Administering an IV is fairly straightforward and can be done even in a home birth setting. My son was born in a freestanding birth center - like a home birth but in somebody else's house. I was strep B positive, and the only issue with me getting the IV was that my labor was going so damn fast that it was a race to see what would happen first - the IV would finish or my son would be born. (I should also note that my midwives were both CNMs, and they do not practice solely in a hospital setting.)

These parents have gone through the worst thing you can live through, and I feel for them. I also hope they're suing the shit out of their midwives, because their baby died because their midwives simply did not follow standard protocol.

That is a horribly sad story. Naturally, my heart breaks for that family and for the loss of their beautiful boy.

It's also, frankly, sad that a year after his son's death he is either so angry or so poorly informed that he is choosing to lash out against home birth on the whole rather than focus on what went wrong with his son's birth and his midwife. His post contains a number of mis-statements, for example, it is not at all true that no CNM will attend home birth, and while CPM training is not as standardized or regulated as it could be, if you look into the process of becoming a CPM it is actually not something you can just dial in.

Birth can be dangerous. Both hospital birth and home birth carry unique sets of risks, and clearly hospitals win out in the crisis management department. However, it's a mistake to assume that just because his child would likely have survived if her were born in a hospital, that there aren't other families who have lost children who would have survived if born at home.

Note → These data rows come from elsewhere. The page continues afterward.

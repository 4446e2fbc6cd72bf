//! Environment configuration for different deployment stages

use std::env;
use std::time::Duration;

use tracing::Level;

/// Default GitHub REST API base URL
const DEFAULT_GITHUB_API_URL: &str = "https://api.github.com";
/// Default listening port
const DEFAULT_PORT: u16 = 8001;
/// Default maximum request body size: 20 MiB of JSON, enough for a ~15 MiB image once base64-encoded
const DEFAULT_MAX_BODY_BYTES: usize = 20 * 1024 * 1024;
/// Default request timeout in seconds
const DEFAULT_REQUEST_TIMEOUT_SECS: u64 = 30;

/// Application environment configuration
#[derive(Debug, Clone, PartialEq, Eq)]
pub enum Environment {
    /// Production environment
    Production,
    /// Staging environment
    Staging,
    /// Development environment
    Development {
        /// Optional override for the GitHub API base URL (e.g. a local mock)
        github_api_url_override: Option<String>,
    },
}

impl Environment {
    /// Creates an Environment from the `APP_ENV` environment variable
    ///
    /// # Panics
    ///
    /// Panics if `APP_ENV` contains an invalid value
    #[must_use]
    pub fn from_env() -> Self {
        let env = env::var("APP_ENV")
            .unwrap_or_else(|_| "development".to_string())
            .trim()
            .to_lowercase();

        match env.as_str() {
            "production" => Self::Production,
            "staging" => Self::Staging,
            "development" => {
                let github_api_url_override = env::var("GITHUB_API_URL")
                    .ok()
                    .map(|val| val.trim().to_string())
                    .filter(|val| !val.is_empty());

                Self::Development {
                    github_api_url_override,
                }
            }
            _ => panic!("Invalid environment: {env}"),
        }
    }

    /// Whether to show API docs
    #[must_use]
    pub const fn show_api_docs(&self) -> bool {
        matches!(self, Self::Development { .. } | Self::Staging)
    }

    /// Whether logs should be emitted as JSON (Datadog ingestion)
    #[must_use]
    pub const fn json_logs(&self) -> bool {
        matches!(self, Self::Production | Self::Staging)
    }

    /// Base URL of the GitHub REST API
    #[must_use]
    pub fn github_api_url(&self) -> String {
        match self {
            Self::Production | Self::Staging => DEFAULT_GITHUB_API_URL.to_string(),
            Self::Development {
                github_api_url_override,
            } => github_api_url_override
                .clone()
                .unwrap_or_else(|| DEFAULT_GITHUB_API_URL.to_string()),
        }
    }

    /// Port the HTTP server listens on
    ///
    /// # Errors
    ///
    /// Returns an error if `PORT` is set but is not a valid port number
    pub fn port(&self) -> Result<u16, std::num::ParseIntError> {
        env::var("PORT").map_or(Ok(DEFAULT_PORT), |p| p.trim().parse())
    }

    /// Maximum accepted request body size in bytes
    #[must_use]
    pub fn max_body_bytes(&self) -> usize {
        env::var("MAX_BODY_BYTES")
            .ok()
            .and_then(|val| val.trim().parse::<usize>().ok())
            .unwrap_or(DEFAULT_MAX_BODY_BYTES)
    }

    /// Time budget for a whole request, including the GitHub round-trip
    #[must_use]
    pub fn request_timeout(&self) -> Duration {
        let secs = env::var("REQUEST_TIMEOUT_SECS")
            .ok()
            .and_then(|val| val.trim().parse::<u64>().ok())
            .unwrap_or(DEFAULT_REQUEST_TIMEOUT_SECS);
        Duration::from_secs(secs)
    }

    /// Timeout of the outbound GitHub call, four fifths of the request timeout
    ///
    /// Expires first so a hung upstream surfaces as a transport error.
    #[must_use]
    pub fn github_timeout(&self) -> Duration {
        self.request_timeout() * 4 / 5
    }

    #[must_use]
    pub fn tracing_level(&self) -> Level {
        env::var("TRACING_LEVEL")
            .ok()
            .and_then(|val| val.parse::<Level>().ok())
            .unwrap_or(match self {
                Self::Production | Self::Staging => Level::INFO,
                Self::Development { .. } => Level::DEBUG,
            })
    }
}
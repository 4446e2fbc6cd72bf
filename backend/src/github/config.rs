//! GitHub repository target configuration

use std::env;
use std::fmt;

use super::error::{GitHubError, GitHubResult};

/// Branch used when `GITHUB_BRANCH` is not set
pub const DEFAULT_BRANCH: &str = "main";

/// Repository that receives uploads, as configured on the server
///
/// Fields stay optional so the server can start unconfigured; every upload
/// then fails with a server error until the deployment is fixed.
#[derive(Clone, PartialEq, Eq)]
pub struct GitHubConfig {
    /// Repository owner (user or organization)
    pub owner: Option<String>,
    /// Repository name
    pub repo: Option<String>,
    /// Token with `contents: write` on the repository
    pub token: Option<String>,
    /// Target branch
    pub branch: String,
}

/// Fully resolved repository target for one upload
#[derive(Clone, PartialEq, Eq)]
pub struct RepoTarget {
    /// Repository owner
    pub owner: String,
    /// Repository name
    pub repo: String,
    /// Target branch
    pub branch: String,
    /// Bearer token
    pub token: String,
}

impl GitHubConfig {
    /// Builds a configuration, treating blank values as absent
    #[must_use]
    pub fn new(
        owner: Option<String>,
        repo: Option<String>,
        token: Option<String>,
        branch: Option<String>,
    ) -> Self {
        Self {
            owner: non_blank(owner),
            repo: non_blank(repo),
            token: non_blank(token),
            branch: non_blank(branch).unwrap_or_else(|| DEFAULT_BRANCH.to_string()),
        }
    }

    /// Reads `GITHUB_OWNER`, `GITHUB_REPO`, `GITHUB_TOKEN` and `GITHUB_BRANCH`
    #[must_use]
    pub fn from_env() -> Self {
        Self::new(
            env::var("GITHUB_OWNER").ok(),
            env::var("GITHUB_REPO").ok(),
            env::var("GITHUB_TOKEN").ok(),
            env::var("GITHUB_BRANCH").ok(),
        )
    }

    /// Resolves the target, failing if any required value is missing
    ///
    /// # Errors
    ///
    /// Returns `GitHubError::NotConfigured` naming every missing variable
    pub fn target(&self) -> GitHubResult<RepoTarget> {
        match (&self.owner, &self.repo, &self.token) {
            (Some(owner), Some(repo), Some(token)) => Ok(RepoTarget {
                owner: owner.clone(),
                repo: repo.clone(),
                branch: self.branch.clone(),
                token: token.clone(),
            }),
            _ => {
                let missing: Vec<&str> = [
                    ("GITHUB_OWNER", self.owner.is_none()),
                    ("GITHUB_REPO", self.repo.is_none()),
                    ("GITHUB_TOKEN", self.token.is_none()),
                ]
                .into_iter()
                .filter_map(|(name, absent)| absent.then_some(name))
                .collect();
                Err(GitHubError::NotConfigured(missing.join(", ")))
            }
        }
    }
}

impl Default for GitHubConfig {
    fn default() -> Self {
        Self::new(None, None, None, None)
    }
}

fn non_blank(value: Option<String>) -> Option<String> {
    value
        .map(|v| v.trim().to_string())
        .filter(|v| !v.is_empty())
}

fn redacted(token: Option<&str>) -> &'static str {
    token.map_or("<unset>", |_| "<redacted>")
}

impl fmt::Debug for GitHubConfig {
    fn fmt(&self, f: &mut fmt::Formatter<'_>) -> fmt::Result {
        f.debug_struct("GitHubConfig")
            .field("owner", &self.owner)
            .field("repo", &self.repo)
            .field("token", &redacted(self.token.as_deref()))
            .field("branch", &self.branch)
            .finish()
    }
}

impl fmt::Debug for RepoTarget {
    fn fmt(&self, f: &mut fmt::Formatter<'_>) -> fmt::Result {
        f.debug_struct("RepoTarget")
            .field("owner", &self.owner)
            .field("repo", &self.repo)
            .field("branch", &self.branch)
            .field("token", &redacted(Some(self.token.as_str())))
            .finish()
    }
}
use thiserror::Error;

/// Errors that can occur during statistical computations
#[derive(Error, Debug)]
pub enum StatsError {
    #[error("Empty input: {field} cannot be empty")]
    EmptyInput { field: &'static str },

    #[error("Insufficient data: {n} observations (need at least {needed})")]
    InsufficientData { n: usize, needed: usize },

    #[error("Dimension mismatch: y has {y_len} elements, x has {x_len}")]
    DimensionMismatch { y_len: usize, x_len: usize },

    #[error("Zero variance: {field} is constant, slope is undefined")]
    ZeroVariance { field: &'static str },

    #[error("All rows filtered due to NaN/infinite values")]
    NoValidData,

    #[error("Matrix is singular or near-singular")]
    SingularMatrix,

    #[error("Invalid input: {0}")]
    InvalidInput(String),

    #[error("Distribution error: {0}")]
    Distribution(String),
}

/// Result type for statistical operations
pub type StatsResult<T> = Result<T, StatsError>;

/// Errors that can occur while loading or querying tabular data
#[derive(Error, Debug)]
pub enum DataError {
    #[error("CSV error: {0}")]
    Csv(#[from] csv::Error),

    #[error("Database error: {0}")]
    Sql(#[from] rusqlite::Error),

    #[error("I/O error: {0}")]
    Io(#[from] std::io::Error),

    #[error("Could not parse '{value}' in column '{column}' (record {record}) as a number")]
    Parse {
        column: String,
        record: usize,
        value: String,
    },

    #[error("Unknown column: '{0}'")]
    UnknownColumn(String),

    #[error("Ragged data: column '{column}' has {len} rows, expected {expected}")]
    RaggedColumns {
        column: String,
        len: usize,
        expected: usize,
    },

    #[error("Invalid identifier '{0}': only letters, digits and underscores are allowed")]
    InvalidIdentifier(String),

    #[error("Invalid formula: {0}")]
    InvalidFormula(String),

    #[error(transparent)]
    Stats(#[from] StatsError),
}

/// Result type for data loading and querying
pub type DataResult<T> = Result<T, DataError>;
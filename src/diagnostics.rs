//! Residual computation and information criteria for fitted models

use crate::errors::{StatsError, StatsResult};

/// Result containing residuals for a fitted model
#[derive(Debug)]
pub struct ResidualsResult {
    /// Raw residuals: e = y - y_hat
    pub raw: Vec<f64>,
    /// Standardized residuals: e / s (if a residual standard error was given)
    pub standardized: Option<Vec<f64>>,
}

/// Compute residuals from observed and predicted values
pub fn compute_residuals(
    y: &[f64],
    y_hat: &[f64],
    residual_std_error: Option<f64>,
) -> StatsResult<ResidualsResult> {
    if y.is_empty() {
        return Err(StatsError::EmptyInput { field: "y" });
    }
    if y_hat.len() != y.len() {
        return Err(StatsError::DimensionMismatch {
            y_len: y.len(),
            x_len: y_hat.len(),
        });
    }

    let raw: Vec<f64> = y.iter().zip(y_hat).map(|(yi, yhi)| yi - yhi).collect();

    let standardized = residual_std_error.map(|s| {
        if s > 0.0 {
            raw.iter().map(|e| e / s).collect()
        } else {
            raw.clone()
        }
    });

    Ok(ResidualsResult { raw, standardized })
}

/// Compute AIC (Akaike Information Criterion)
///
/// AIC = n * ln(RSS/n) + 2k
///
/// where n is the number of observations, RSS the residual sum of squares
/// and k the number of parameters (including intercept). Lower AIC indicates
/// better fit accounting for complexity.
pub fn compute_aic(rss: f64, n: usize, k: usize) -> StatsResult<f64> {
    if n == 0 {
        return Err(StatsError::InvalidInput("n must be > 0".into()));
    }
    if rss < 0.0 {
        return Err(StatsError::InvalidInput("RSS must be non-negative".into()));
    }

    // Perfect fit: the log-likelihood diverges.
    if rss == 0.0 {
        return Ok(f64::NEG_INFINITY);
    }

    let n_f = n as f64;
    Ok(n_f * (rss / n_f).ln() + 2.0 * k as f64)
}

/// Compute BIC (Bayesian Information Criterion)
///
/// BIC = n * ln(RSS/n) + k * ln(n)
///
/// BIC penalizes model complexity more heavily than AIC for larger samples.
pub fn compute_bic(rss: f64, n: usize, k: usize) -> StatsResult<f64> {
    if n == 0 {
        return Err(StatsError::InvalidInput("n must be > 0".into()));
    }
    if rss < 0.0 {
        return Err(StatsError::InvalidInput("RSS must be non-negative".into()));
    }

    if rss == 0.0 {
        return Ok(f64::NEG_INFINITY);
    }

    let n_f = n as f64;
    Ok(n_f * (rss / n_f).ln() + k as f64 * n_f.ln())
}

#[cfg(test)]
mod tests {
    use super::*;

    #[test]
    fn test_raw_residuals() {
        let y = vec![1.0, 2.0, 3.0, 4.0, 5.0];
        let y_hat = vec![1.1, 1.9, 3.0, 4.1, 4.9];

        let result = compute_residuals(&y, &y_hat, None).unwrap();

        assert_eq!(result.raw.len(), 5);
        assert!((result.raw[0] - (-0.1)).abs() < 1e-10);
        assert!((result.raw[1] - 0.1).abs() < 1e-10);
        assert!((result.raw[2] - 0.0).abs() < 1e-10);
        assert!(result.standardized.is_none());
    }

    #[test]
    fn test_standardized_residuals() {
        let y = vec![1.0, 2.0, 3.0];
        let y_hat = vec![1.2, 1.8, 3.0];

        let result = compute_residuals(&y, &y_hat, Some(0.1)).unwrap();
        let std_resid = result.standardized.unwrap();
        assert!((std_resid[0] - (-2.0)).abs() < 1e-10);
        assert!((std_resid[1] - 2.0).abs() < 1e-10);
    }

    #[test]
    fn test_residuals_dimension_mismatch() {
        let result = compute_residuals(&[1.0, 2.0, 3.0], &[1.0, 2.0], None);
        assert!(result.is_err());
    }

    #[test]
    fn test_aic_basic() {
        // AIC = 100 * ln(10/100) + 2*3 ≈ -224.26
        let aic = compute_aic(10.0, 100, 3).unwrap();
        assert!((aic - (-224.2585)).abs() < 0.01);
    }

    #[test]
    fn test_bic_basic() {
        // BIC = 100 * ln(10/100) + 3 * ln(100) ≈ -216.44
        let bic = compute_bic(10.0, 100, 3).unwrap();
        assert!((bic - (-216.4430)).abs() < 0.01);
    }

    #[test]
    fn test_perfect_fit() {
        let aic = compute_aic(0.0, 100, 3).unwrap();
        let bic = compute_bic(0.0, 100, 3).unwrap();
        assert!(aic.is_infinite() && aic < 0.0);
        assert!(bic.is_infinite() && bic < 0.0);
    }

    #[test]
    fn test_invalid_inputs() {
        assert!(compute_aic(-1.0, 100, 3).is_err());
        assert!(compute_aic(10.0, 0, 3).is_err());
        assert!(compute_bic(-1.0, 100, 3).is_err());
    }
}
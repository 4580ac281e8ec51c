//! In-memory rectangular datasets of named numeric columns
//!
//! A [`Dataset`] is the hand-off point between the data plumbing (CSV files,
//! SQL query results) and the regression models: ordered `f64` columns of
//! equal length, indexed positionally so that row i lines up across columns.

use crate::bivariate;
use crate::errors::{DataError, DataResult};
use crate::formula::Formula;
use log::debug;
use std::fmt::Write as _;
use std::io::Read;
use std::path::Path;

#[derive(Debug, Clone)]
struct Column {
    name: String,
    values: Vec<f64>,
}

/// A rectangular table of named `f64` columns.
#[derive(Debug, Clone, Default)]
pub struct Dataset {
    columns: Vec<Column>,
}

impl Dataset {
    /// Build a dataset from `(name, values)` pairs.
    ///
    /// Fails if any column's length differs from the first's.
    pub fn from_columns(
        columns: impl IntoIterator<Item = (String, Vec<f64>)>,
    ) -> DataResult<Self> {
        let mut out = Vec::new();
        let mut expected = None;
        for (name, values) in columns {
            let expected = *expected.get_or_insert(values.len());
            if values.len() != expected {
                return Err(DataError::RaggedColumns {
                    column: name,
                    len: values.len(),
                    expected,
                });
            }
            out.push(Column { name, values });
        }
        Ok(Self { columns: out })
    }

    /// Read a dataset from a CSV file with a header row.
    ///
    /// Every cell must parse as `f64`; the first offending cell is reported
    /// with its column name and record number.
    pub fn from_csv_path(path: impl AsRef<Path>) -> DataResult<Self> {
        let path = path.as_ref();
        let file = std::fs::File::open(path)?;
        let dataset = Self::from_csv_reader(file)?;
        debug!(
            "loaded {} rows x {} columns from {}",
            dataset.n_rows(),
            dataset.n_cols(),
            path.display()
        );
        Ok(dataset)
    }

    /// Read a dataset from any CSV source with a header row.
    pub fn from_csv_reader<R: Read>(reader: R) -> DataResult<Self> {
        let mut csv_reader = csv::ReaderBuilder::new()
            .trim(csv::Trim::All)
            .from_reader(reader);

        let headers: Vec<String> = csv_reader
            .headers()?
            .iter()
            .map(|h| h.to_string())
            .collect();
        let mut columns: Vec<Column> = headers
            .into_iter()
            .map(|name| Column {
                name,
                values: Vec::new(),
            })
            .collect();

        for (record_idx, record) in csv_reader.records().enumerate() {
            let record = record?;
            for (col, cell) in columns.iter_mut().zip(record.iter()) {
                let value: f64 = cell.parse().map_err(|_| DataError::Parse {
                    column: col.name.clone(),
                    record: record_idx + 1,
                    value: cell.to_string(),
                })?;
                col.values.push(value);
            }
        }

        Ok(Self { columns })
    }

    pub fn n_rows(&self) -> usize {
        self.columns.first().map_or(0, |c| c.values.len())
    }

    pub fn n_cols(&self) -> usize {
        self.columns.len()
    }

    /// Column names in their original order.
    pub fn column_names(&self) -> Vec<&str> {
        self.columns.iter().map(|c| c.name.as_str()).collect()
    }

    /// Iterate over `(name, values)` pairs in column order.
    pub fn columns(&self) -> impl Iterator<Item = (&str, &[f64])> {
        self.columns
            .iter()
            .map(|c| (c.name.as_str(), c.values.as_slice()))
    }

    /// The values of a column, if it exists.
    pub fn column(&self, name: &str) -> Option<&[f64]> {
        self.columns
            .iter()
            .find(|c| c.name == name)
            .map(|c| c.values.as_slice())
    }

    fn require_column(&self, name: &str) -> DataResult<&[f64]> {
        self.column(name)
            .ok_or_else(|| DataError::UnknownColumn(name.to_string()))
    }

    /// Extract the response vector and regressor columns named by a formula.
    pub fn design(&self, formula: &Formula) -> DataResult<(Vec<f64>, Vec<Vec<f64>>)> {
        let y = self.require_column(formula.response())?.to_vec();
        let x = formula
            .terms()
            .iter()
            .map(|term| Ok(self.require_column(term)?.to_vec()))
            .collect::<DataResult<Vec<_>>>()?;
        Ok((y, x))
    }

    /// Summary statistics per column: count, mean, std, min, max.
    ///
    /// Columns too short for a standard deviation show it as NaN.
    pub fn describe(&self) -> String {
        let mut out = String::new();
        let _ = writeln!(
            out,
            "{:<16} {:>8} {:>12} {:>12} {:>12} {:>12}",
            "column", "count", "mean", "std", "min", "max"
        );
        for col in &self.columns {
            let n = col.values.len();
            let mean = bivariate::mean(&col.values).unwrap_or(f64::NAN);
            let std = bivariate::variance(&col.values)
                .map(f64::sqrt)
                .unwrap_or(f64::NAN);
            let min = col.values.iter().copied().fold(f64::INFINITY, f64::min);
            let max = col
                .values
                .iter()
                .copied()
                .fold(f64::NEG_INFINITY, f64::max);
            let _ = writeln!(
                out,
                "{:<16} {:>8} {:>12.4} {:>12.4} {:>12.4} {:>12.4}",
                col.name, n, mean, std, min, max
            );
        }
        out
    }
}
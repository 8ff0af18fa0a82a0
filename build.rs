/// Splash screen build script.
///
/// The Win32 layer is gated on `cfg(windows)` inside the crate; everything
/// else is platform-neutral, so other hosts can still build and test the core.
/// Nothing is generated here yet.
fn main() {
    // Only re-run the build script when it changes.
    println!("cargo:rerun-if-changed=build.rs");
}
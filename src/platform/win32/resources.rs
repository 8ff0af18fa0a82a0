// ── Bundled resources ─────────────────────────────────────────────────────────
//
// The configuration record is an RT_RCDATA blob; the splash image is an
// ordinary BITMAP resource.  Both live in the host module.

#![allow(unsafe_code)]

use std::ffi::c_void;

use windows::{
    core::PCWSTR,
    Win32::{
        Foundation::{HINSTANCE, HMODULE},
        Graphics::Gdi::{DeleteObject, GetObjectW, LoadBitmapW, BITMAP, HBITMAP, HGDIOBJ},
        System::LibraryLoader::{FindResourceW, LoadResource, LockResource, SizeofResource},
        UI::WindowsAndMessaging::RT_RCDATA,
    },
};

use super::last_error;
use crate::error::{hresult_from_win32, Result, SplashError};
use crate::placement::Size;

/// `ERROR_RESOURCE_DATA_NOT_FOUND`.
const ERROR_RESOURCE_DATA_NOT_FOUND: i32 = 1812;

/// An owned GDI bitmap, deleted on drop.
#[derive(Debug)]
pub struct GdiBitmap(HBITMAP);

impl GdiBitmap {
    pub(crate) fn handle(&self) -> HBITMAP {
        self.0
    }
}

impl Drop for GdiBitmap {
    fn drop(&mut self) {
        // SAFETY: the bitmap was created by LoadBitmapW, is owned solely by
        // this value and is no longer selected into any DC once painting ends.
        unsafe {
            let _ = DeleteObject(HGDIOBJ(self.0 .0));
        }
    }
}

/// `MAKEINTRESOURCEW(id)`.
fn int_resource(id: u16) -> PCWSTR {
    PCWSTR(id as usize as *const u16)
}

/// Copy the RT_RCDATA resource `id` out of `instance`.
pub(crate) fn read_rcdata(instance: HINSTANCE, id: u16) -> Result<Vec<u8>> {
    let module = HMODULE(instance.0);
    let missing = |code: u32| SplashError::ConfigurationMissing { resource_id: id, code };

    // SAFETY: module is the host's loaded image; resource handles returned by
    // FindResourceW/LoadResource stay valid for the module's lifetime, and the
    // locked pointer covers exactly SizeofResource bytes.
    unsafe {
        let info = FindResourceW(module, int_resource(id), RT_RCDATA);
        if info.is_invalid() {
            return Err(missing(hresult_from_win32(ERROR_RESOURCE_DATA_NOT_FOUND)));
        }

        let data = LoadResource(module, info).map_err(|e| missing(e.code().0 as u32))?;

        let ptr = LockResource(data);
        if ptr.is_null() {
            return Err(missing(hresult_from_win32(ERROR_RESOURCE_DATA_NOT_FOUND)));
        }

        let len = SizeofResource(module, info) as usize;
        Ok(std::slice::from_raw_parts(ptr as *const u8, len).to_vec())
    }
}

/// Load BITMAP resource `id` and read its natural size.
pub(crate) fn load_bitmap(instance: HINSTANCE, id: u16) -> Result<(GdiBitmap, Size)> {
    // SAFETY: instance is the host module; the id is passed as an integer
    // resource name, which LoadBitmapW accepts.
    let hbitmap = unsafe { LoadBitmapW(instance, int_resource(id)) };
    if hbitmap.is_invalid() {
        return Err(last_error("LoadBitmapW"));
    }
    let bitmap = GdiBitmap(hbitmap);

    let mut info = BITMAP::default();
    // SAFETY: info is a live BITMAP and the size passed matches it.
    let copied = unsafe {
        GetObjectW(
            bitmap.handle(),
            std::mem::size_of::<BITMAP>() as i32,
            Some(&mut info as *mut BITMAP as *mut c_void),
        )
    };
    if copied == 0 {
        return Err(last_error("GetObjectW"));
    }

    Ok((bitmap, Size::new(info.bmWidth, info.bmHeight)))
}
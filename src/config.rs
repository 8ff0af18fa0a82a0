// ── Splash screen configuration record ────────────────────────────────────────
//
// The host bundles an 8-byte RT_RCDATA resource that selects the splash
// behaviour.  Layout (little-endian):
//
//   offset 0  u32  discriminant (0 = none, 1 = bitmap resource)
//   offset 4  u16  bitmap resource id
//   offset 6  u16  padding
//
// No Win32 imports; the record arrives here as plain bytes.

use crate::error::{Result, SplashError};

/// Resource id of the configuration record in the host module.
pub const CONFIGURATION_RESOURCE_ID: u16 = 1;

/// Exact size of the configuration record in bytes.
pub const CONFIGURATION_RECORD_SIZE: usize = 8;

/// Raw discriminant value for "no splash screen".
pub const TYPE_NONE: u32 = 0;

/// Raw discriminant value for "show a bitmap resource".
pub const TYPE_BITMAP_RESOURCE: u32 = 1;

/// What kind of splash screen the host asked for.
#[derive(Debug, Clone, Copy, PartialEq, Eq)]
pub enum SplashType {
    /// Splash screens are disabled for this host.
    None,
    /// Show the bitmap resource with the given id.
    BitmapResource(u16),
}

/// The decoded configuration record.
///
/// The discriminant is kept exactly as read so that an unknown value can be
/// reported with its number when the controller acts on it.
#[derive(Debug, Clone, Copy, PartialEq, Eq)]
pub struct SplashConfiguration {
    raw_type: u32,
    resource_id: u16,
}

impl SplashConfiguration {
    /// Build a record from its parts.
    pub fn new(raw_type: u32, resource_id: u16) -> Self {
        Self { raw_type, resource_id }
    }

    /// Decode a record read from resources.
    ///
    /// A length other than [`CONFIGURATION_RECORD_SIZE`] is fatal.
    pub fn from_record(bytes: &[u8]) -> Result<Self> {
        let record: &[u8; CONFIGURATION_RECORD_SIZE] =
            bytes.try_into().map_err(|_| SplashError::ConfigurationSize {
                expected: CONFIGURATION_RECORD_SIZE,
                actual: bytes.len(),
            })?;

        Ok(Self {
            raw_type: u32::from_le_bytes([record[0], record[1], record[2], record[3]]),
            resource_id: u16::from_le_bytes([record[4], record[5]]),
        })
    }

    /// Encode into the on-resource layout.
    pub fn to_record(self) -> [u8; CONFIGURATION_RECORD_SIZE] {
        let mut out = [0u8; CONFIGURATION_RECORD_SIZE];
        out[..4].copy_from_slice(&self.raw_type.to_le_bytes());
        out[4..6].copy_from_slice(&self.resource_id.to_le_bytes());
        out
    }

    pub fn raw_type(&self) -> u32 {
        self.raw_type
    }

    pub fn resource_id(&self) -> u16 {
        self.resource_id
    }

    /// Interpret the discriminant.
    pub fn splash_type(&self) -> Result<SplashType> {
        match self.raw_type {
            TYPE_NONE => Ok(SplashType::None),
            TYPE_BITMAP_RESOURCE => Ok(SplashType::BitmapResource(self.resource_id)),
            other => Err(SplashError::InvalidConfiguration(other)),
        }
    }
}

// ── Tests ─────────────────────────────────────────────────────────────────────

#[cfg(test)]
mod tests {
    use super::*;

    #[test]
    fn decodes_bitmap_record() {
        let cfg = SplashConfiguration::from_record(&[1, 0, 0, 0, 0x2A, 0x01, 0, 0]).unwrap();
        assert_eq!(cfg.raw_type(), TYPE_BITMAP_RESOURCE);
        assert_eq!(cfg.resource_id(), 0x012A);
        assert_eq!(cfg.splash_type().unwrap(), SplashType::BitmapResource(0x012A));
    }

    #[test]
    fn decodes_none_record() {
        let cfg = SplashConfiguration::from_record(&[0; 8]).unwrap();
        assert_eq!(cfg.splash_type().unwrap(), SplashType::None);
    }

    #[test]
    fn short_record_is_rejected() {
        let err = SplashConfiguration::from_record(&[1, 0, 0, 0, 5, 0]).unwrap_err();
        assert!(matches!(err, SplashError::ConfigurationSize { expected: 8, actual: 6 }));
    }

    #[test]
    fn long_record_is_rejected() {
        let err = SplashConfiguration::from_record(&[0; 12]).unwrap_err();
        assert!(matches!(err, SplashError::ConfigurationSize { expected: 8, actual: 12 }));
    }

    #[test]
    fn unknown_type_is_invalid() {
        let cfg = SplashConfiguration::new(3, 100);
        assert!(matches!(cfg.splash_type(), Err(SplashError::InvalidConfiguration(3))));
    }

    #[test]
    fn record_layout_matches_resource_format() {
        let cfg = SplashConfiguration::new(TYPE_BITMAP_RESOURCE, 300);
        assert_eq!(cfg.to_record(), [1, 0, 0, 0, 0x2C, 0x01, 0, 0]);
    }
}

I'm not here to push any kool-aid, I just think misinformation doesn't do anyone any good. Amy Tueter's (the OB who runs the Hurt by Homebirth blog) got her own agenda here, and to my mind, her use of personal narratives borders a little to closely on the exploitation of tragedy for my taste. Of course a family who has lost a child wants to have someone to blame. The sad truth is that not all babies live, and that negative outcomes can occur in any setting.

I hate to even have to get into this stuff, because mostly I just keep thinking of the sweet photos of that little boy, and how I felt the first time I held my own son in my arms. I can't even begin to imagine what that loss must feel like, my heart breaks for him.

But that sorrow I feel doesn't make what he is saying true.

@ Andy, you are missing the big problem with homebirth, which is that non- nurse midwives have no standardized body of education and licensing, and no way for parents to really know what their background or beliefs are.

At least with a doctor in a hospital, you know they've met the minimum education requirements of medical school, residency and licensing. Even then there are incompetent doctors, but with them you have the recourse of suing them under their malpractice insurance. Remember that most non-nurse midwives don't carry malpractice insurance and if something goes terribly wrong, you are SOL as far as any financial compensation--which could be huge if you have a permanently disabled child and need money to support them for life.

Homebirth can be a safe option under the right circumstances. The Netherlands and Canada have safe homebirth systems because their midwives have standardized training, are licensed and work in conjunction with doctors to transfer women who risk out of homebirth. But the U.S. does not have such a system and there's no real way for parents to tell if the person they're trusting with the life of their child is competent.

That doesn't mean all midwives in the U.S. are bad, but how are you as a layperson supposed to tell the difference? Look at Josh and Tweeny--educated, intelligent parents with lots of money and they trusted the wrong person and it killed their baby. If they weren't able to spot a bad midwife, how can we expect the average person to do so?